That appellants in this case had no intention whatsoever to kidnap or deprive the complainant of
her personal liberty is clearly demonstrated in the veritably confessional testimony of appellant
Puno:

Q At what point did Mrs. Sarmiento handed (sic) the bag containing
the P7,000.00 to your nephew?

A Santo Domingo Exit.

Q And how about the checks, where were you already when the checks
was (sic) being handed to you?

A Also at the Sto. Domingo exit when she signed the checks.

Q If your intention was just to robbed (sic) her, why is it that


you still did not allow her to stay at Sto. Domingo, after all you
already received the money and the checks?
A Because we had an agreement with her that when she signed the
checks we will take her to her house at Villa (sic) Verde.

Q And why did you not bring her back to her house at Valle Verde
when she is (sic) already given you the checks?

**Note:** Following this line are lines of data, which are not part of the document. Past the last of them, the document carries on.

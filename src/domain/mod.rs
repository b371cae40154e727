//! Domain types used throughout the pipeline.
//!
//! This module defines:
//!
//! - configuration enums (`Granularity`, `TrendStrategy`, `FifteenthMode`)
//! - the run configuration (`ForecastConfig`)
//! - forecast outputs (`ForecastPoint`, `ForecastSeries`)

pub mod types;

pub use types::*;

A Because while we were on the way back I (sic) came to my mind


that if we reach Balintawak or some other place along the way we
might be apprehended by the police. So when we reached Santa Rita
exit I told her "Mam (sic) we will already stop and allow you to
get out of the car." 16

Neither can we consider the amounts given to appellants as equivalent to or in the nature of
ransom, considering the immediacy of their obtention thereof from the complainant personally.
Ransom, in municipal criminal law, is the money, price or consideration paid or demanded for
redemption of a captured person or persons, a payment that releases from captivity. 17 It can
hardly be assumed that when complainant readily gave the cash and checks demanded from her at gun
point, what she gave under the circumstances of this case can be equated with or was in the
concept of ransom in the law of kidnapping. These were merely amounts involuntarily surrendered
by the victim upon the occasion of a robbery or of which she was summarily divested by
appellants. Accordingly, while we hold that the crime committed is robbery as defined in Article
293 of the Code, we, however, reject the theory of the trial court that the same constitutes the
highway robbery contemplated in and punished by Presidential Decree No. 532.

The lower court, in support of its theory, offers this ratiocination:

The court agrees that the crime is robbery. But it is also clear from the
allegation in the information that the victim was carried away and extorted for
more money. The accused admitted that the robbery was carried on from Araneta
Avenue up to the North Superhighway. They likewise admitted that along the way
they intimidated Ma. Socorro to produce more money that she had with her at the
time for which reason Ma. Socorro, not having more cash, drew out three
checks. . . .

In view of the foregoing the court is of the opinion that the crimes committed is
that punishable under P.D. 532 (Anti-Piracy and Anti-Highway Robbery Law of 1974)
under which where robbery on the highway is accompanied by extortion the penalty
is reclusion perpetua. 18

The Solicitor General concurs, with the observation that pursuant to the repealing clause in
Section 5 of said decree, "P.D. No- 532 is a modification of the provisions of the Revised Penal
Code, particularly Article 267 which
are inconsistent with it." 19 Such opinion and complementary submission consequently necessitate
an evaluation of the correct interplay between and the legal effects of Presidential Decree No.
532 on the pertinent Provisions of the Revised Penal Code, on which matter we are not aware that
any definitive pronouncement has as yet been made.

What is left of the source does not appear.